WHAT TO DO - Retype the material, please. Every line must match.
BEGIN
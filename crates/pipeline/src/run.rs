//! Per-archive processing: extract, classify, dispatch, hash, upsert.

use crate::cancel::CancelToken;
use crate::error::{ErrorKind, Result};
use arxcat_archive::Extractor;
use arxcat_filetype::classify;
use arxcat_naming::SubmissionName;
use arxcat_registry::{Catalog, IdentityScreen, SourceRef, Upsert};
use arxcat_validate::{HandlerRegistry, ValidationOutcome};
use exn::ResultExt;
use std::sync::Arc;
use tokio::sync::Semaphore;
use tokio::task::JoinSet;
use tracing::instrument;

/// Tunables for one pipeline instance.
#[derive(Clone, Copy, Debug)]
pub struct PipelineOptions {
    /// Members validated concurrently; bounds peak memory since each
    /// in-flight member holds its decompressed bytes.
    pub concurrency: usize,
    /// Archive nesting depth accepted by the archive handler.
    pub max_depth: usize,
}

impl Default for PipelineOptions {
    fn default() -> Self {
        Self { concurrency: 8, max_depth: 2 }
    }
}

/// What happened to one archive: how many members were scheduled, how the
/// upserts resolved, and the members that never reached validation.
#[derive(Clone, Debug, Default, PartialEq, Eq)]
pub struct ArchiveSummary {
    pub archive: String,
    pub members: usize,
    pub inserted: usize,
    pub updated: usize,
    pub unchanged: usize,
    pub conflicts: usize,
    /// Members that failed extraction (bad path, truncated entry) and
    /// therefore have no registry entry, one line each.
    pub member_failures: Vec<String>,
}

/// The validation pipeline: shared handler table, shared catalog, shared
/// duplicate screen, bounded worker pool.
///
/// One instance serves a whole batch; archives are processed one at a
/// time while their members fan out across blocking workers.
pub struct Pipeline {
    handlers: Arc<HandlerRegistry>,
    catalog: Arc<Catalog>,
    screen: Arc<IdentityScreen>,
    semaphore: Arc<Semaphore>,
    options: PipelineOptions,
}

impl Pipeline {
    /// A pipeline with the default handler set.
    #[must_use]
    pub fn new(catalog: Arc<Catalog>, options: PipelineOptions) -> Self {
        Self::with_handlers(HandlerRegistry::with_default_handlers(options.max_depth), catalog, options)
    }

    /// A pipeline with a caller-assembled handler table.
    #[must_use]
    pub fn with_handlers(handlers: HandlerRegistry, catalog: Arc<Catalog>, options: PipelineOptions) -> Self {
        Self {
            handlers: Arc::new(handlers),
            catalog,
            screen: Arc::new(IdentityScreen::new()),
            semaphore: Arc::new(Semaphore::new(options.concurrency.max(1))),
            options,
        }
    }

    #[must_use]
    pub fn catalog(&self) -> &Arc<Catalog> {
        &self.catalog
    }

    #[must_use]
    pub fn options(&self) -> PipelineOptions {
        self.options
    }

    /// Process one archive end to end.
    ///
    /// Members are validated and hashed concurrently up to the configured
    /// limit; the catalog serializes the upserts. A member that fails
    /// extraction is recorded in the summary and skipped; only a
    /// container that cannot be opened at all fails the archive.
    /// Cancellation stops scheduling between members, drains in-flight
    /// work, and then surfaces as [`ErrorKind::Cancelled`].
    #[instrument(skip(self, bytes, cancel), fields(archive = name, size = bytes.len()))]
    pub async fn process_archive(&self, name: &str, bytes: &[u8], cancel: &CancelToken) -> Result<ArchiveSummary> {
        let mut extractor =
            Extractor::open_named(name, bytes).map_err(|err| err.raise(ErrorKind::Archive(name.to_string())))?;
        let members = extractor.members().map_err(|err| err.raise(ErrorKind::Archive(name.to_string())))?;

        let mut summary = ArchiveSummary { archive: name.to_string(), ..ArchiveSummary::default() };
        let mut workers: JoinSet<Result<Upsert>> = JoinSet::new();
        for member in members {
            if cancel.is_cancelled() {
                break;
            }
            let member = match member {
                Ok(member) => member,
                Err(error) => {
                    tracing::warn!(%error, "skipping unextractable member");
                    summary.member_failures.push(format!("{name}: {error}"));
                    continue;
                },
            };
            // The permit bounds how many decompressed members are alive.
            let permit = match self.semaphore.clone().acquire_owned().await {
                Ok(permit) => permit,
                Err(_) => exn::bail!(ErrorKind::Worker),
            };
            let handlers = Arc::clone(&self.handlers);
            let catalog = Arc::clone(&self.catalog);
            let screen = Arc::clone(&self.screen);
            let archive = name.to_string();
            summary.members += 1;
            workers.spawn_blocking(move || {
                let _permit = permit;
                validate_member(&handlers, &catalog, &screen, &archive, member)
            });
        }

        let cancelled = cancel.is_cancelled();
        while let Some(joined) = workers.join_next().await {
            match joined.or_raise(|| ErrorKind::Worker)?? {
                Upsert::Inserted => summary.inserted += 1,
                Upsert::Updated => summary.updated += 1,
                Upsert::Unchanged => summary.unchanged += 1,
                Upsert::Conflict => summary.conflicts += 1,
            }
        }
        if cancelled {
            exn::bail!(ErrorKind::Cancelled);
        }
        tracing::info!(
            members = summary.members,
            inserted = summary.inserted,
            conflicts = summary.conflicts,
            "archive processed"
        );
        Ok(summary)
    }
}

fn validate_member(
    handlers: &HandlerRegistry,
    catalog: &Catalog,
    screen: &IdentityScreen,
    archive: &str,
    member: arxcat_archive::ArchiveMember,
) -> Result<Upsert> {
    let classification = classify(&member);
    let outcome = corroborate_naming(handlers.dispatch(&member, &classification), &member.path);
    let identity = screen.identify(&member.bytes);
    catalog
        .upsert(identity, SourceRef::new(archive, member.path), outcome)
        .map_err(|err| err.raise(ErrorKind::Registry))
}

/// Cross-check a top-level member's filename against the submission naming
/// conventions. Mismatches are diagnostics, never failures; a match also
/// contributes the canonical abstract URL.
fn corroborate_naming(outcome: ValidationOutcome, path: &std::path::Path) -> ValidationOutcome {
    if path.components().count() != 1 {
        return outcome;
    }
    match SubmissionName::parse(path) {
        Some(name) => outcome.meta("submission", name.to_string()).meta("url", name.url()),
        None => {
            outcome.diagnostic(format!("filename `{}` does not match submission naming conventions", path.display()))
        },
    }
}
END
YOUR RESPONSE -
filename crates/pipeline/src/run.rs
//! Per-archive processing: extract, classify, dispatch, hash, upsert.

use crate::cancel::CancelToken;
use crate::error::{ErrorKind, Result};
use arxcat_archive::Extractor;
use arxcat_filetype::classify;
use arxcat_naming::SubmissionName;
use arxcat_registry::{Catalog, IdentityScreen, SourceRef, Upsert};
use arxcat_validate::{HandlerRegistry, ValidationOutcome};
use exn::ResultExt;
use std::sync::Arc;
use tokio::sync::Semaphore;
use tokio::task::JoinSet;
use tracing::instrument;

/// Tunables for one pipeline instance.
#[derive(Clone, Copy, Debug)]
pub struct PipelineOptions {
    /// Members validated concurrently; bounds peak memory since each
    /// in-flight member holds its decompressed bytes.
    pub concurrency: usize,
    /// Archive nesting depth accepted by the archive handler.
    pub max_depth: usize,
}

impl Default for PipelineOptions {
    fn default() -> Self {
        Self { concurrency: 8, max_depth: 2 }
    }
}

/// What happened to one archive: how many members were scheduled, how the
/// upserts resolved, and the members that never reached validation.
#[derive(Clone, Debug, Default, PartialEq, Eq)]
pub struct ArchiveSummary {
    pub archive: String,
    pub members: usize,
    pub inserted: usize,
    pub updated: usize,
    pub unchanged: usize,
    pub conflicts: usize,
    /// Members that failed extraction (bad path, truncated entry) and
    /// therefore have no registry entry, one line each.
    pub member_failures: Vec<String>,
}

/// The validation pipeline: shared handler table, shared catalog, shared
/// duplicate screen, bounded worker pool.
///
/// One instance serves a whole batch; archives are processed one at a
/// time while their members fan out across blocking workers.
pub struct Pipeline {
    handlers: Arc<HandlerRegistry>,
    catalog: Arc<Catalog>,
    screen: Arc<IdentityScreen>,
    semaphore: Arc<Semaphore>,
    options: PipelineOptions,
}

impl Pipeline {
    /// A pipeline with the default handler set.
    #[must_use]
    pub fn new(catalog: Arc<Catalog>, options: PipelineOptions) -> Self {
        Self::with_handlers(HandlerRegistry::with_default_handlers(options.max_depth), catalog, options)
    }

    /// A pipeline with a caller-assembled handler table.
    #[must_use]
    pub fn with_handlers(handlers: HandlerRegistry, catalog: Arc<Catalog>, options: PipelineOptions) -> Self {
        Self {
            handlers: Arc::new(handlers),
            catalog,
            screen: Arc::new(IdentityScreen::new()),
            semaphore: Arc::new(Semaphore::new(options.concurrency.max(1))),
            options,
        }
    }

    #[must_use]
    pub fn catalog(&self) -> &Arc<Catalog> {
        &self.catalog
    }

    #[must_use]
    pub fn options(&self) -> PipelineOptions {
        self.options
    }

    /// Process one archive end to end.
    ///
    /// Members are validated and hashed concurrently up to the configured
    /// limit; the catalog serializes the upserts. A member that fails
    /// extraction is recorded in the summary and skipped; only a
    /// container that cannot be opened at all fails the archive.
    /// Cancellation stops scheduling between members, drains in-flight
    /// work, and then surfaces as [`ErrorKind::Cancelled`].
    #[instrument(skip(self, bytes, cancel), fields(archive = name, size = bytes.len()))]
    pub async fn process_archive(&self, name: &str, bytes: &[u8], cancel: &CancelToken) -> Result<ArchiveSummary> {
        let mut extractor =
            Extractor::open_named(name, bytes).map_err(|err| err.raise(ErrorKind::Archive(name.to_string())))?;
        let members = extractor.members().map_err(|err| err.raise(ErrorKind::Archive(name.to_string())))?;

        let mut summary = ArchiveSummary { archive: name.to_string(), ..ArchiveSummary::default() };
        let mut workers: JoinSet<Result<Upsert>> = JoinSet::new();
        for member in members {
            if cancel.is_cancelled() {
                break;
            }
            let member = match member {
                Ok(member) => member,
                Err(error) => {
                    tracing::warn!(%error, "skipping unextractable member");
                    summary.member_failures.push(format!("{name}: {error}"));
                    continue;
                },
            };
            // The permit bounds how many decompressed members are alive.
            let permit = match self.semaphore.clone().acquire_owned().await {
                Ok(permit) => permit,
                Err(_) => exn::bail!(ErrorKind::Worker),
            };
            let handlers = Arc::clone(&self.handlers);
            let catalog = Arc::clone(&self.catalog);
            let screen = Arc::clone(&self.screen);
            let archive = name.to_string();
            summary.members += 1;
            workers.spawn_blocking(move || {
                let _permit = permit;
                validate_member(&handlers, &catalog, &screen, &archive, member)
            });
        }

        let cancelled = cancel.is_cancelled();
        while let Some(joined) = workers.join_next().await {
            match joined.or_raise(|| ErrorKind::Worker)?? {
                Upsert::Inserted => summary.inserted += 1,
                Upsert::Updated => summary.updated += 1,
                Upsert::Unchanged => summary.unchanged += 1,
                Upsert::Conflict => summary.conflicts += 1,
            }
        }
        if cancelled {
            exn::bail!(ErrorKind::Cancelled);
        }
        tracing::info!(
            members = summary.members,
            inserted = summary.inserted,
            conflicts = summary.conflicts,
            "archive processed"
        );
        Ok(summary)
    }
}

fn validate_member(
    handlers: &HandlerRegistry,
    catalog: &Catalog,
    screen: &IdentityScreen,
    archive: &str,
    member: arxcat_archive::ArchiveMember,
) -> Result<Upsert> {
    let classification = classify(&member);
    let outcome = corroborate_naming(handlers.dispatch(&member, &classification), &member.path);
    let identity = screen.identify(&member.bytes);
    catalog
        .upsert(identity, SourceRef::new(archive, member.path), outcome)
        .map_err(|err| err.raise(ErrorKind::Registry))
}

/// Cross-check a top-level member's filename against the submission naming
/// conventions. Mismatches are diagnostics, never failures; a match also
/// contributes the canonical abstract URL.
fn corroborate_naming(outcome: ValidationOutcome, path: &std::path::Path) -> ValidationOutcome {
    if path.components().count() != 1 {
        return outcome;
    }
    match SubmissionName::parse(path) {
        Some(name) => outcome.meta("submission", name.to_string()).meta("url", name.url()),
        None => {
            outcome.diagnostic(format!("filename `{}` does not match submission naming conventions", path.display()))
        },
    }
}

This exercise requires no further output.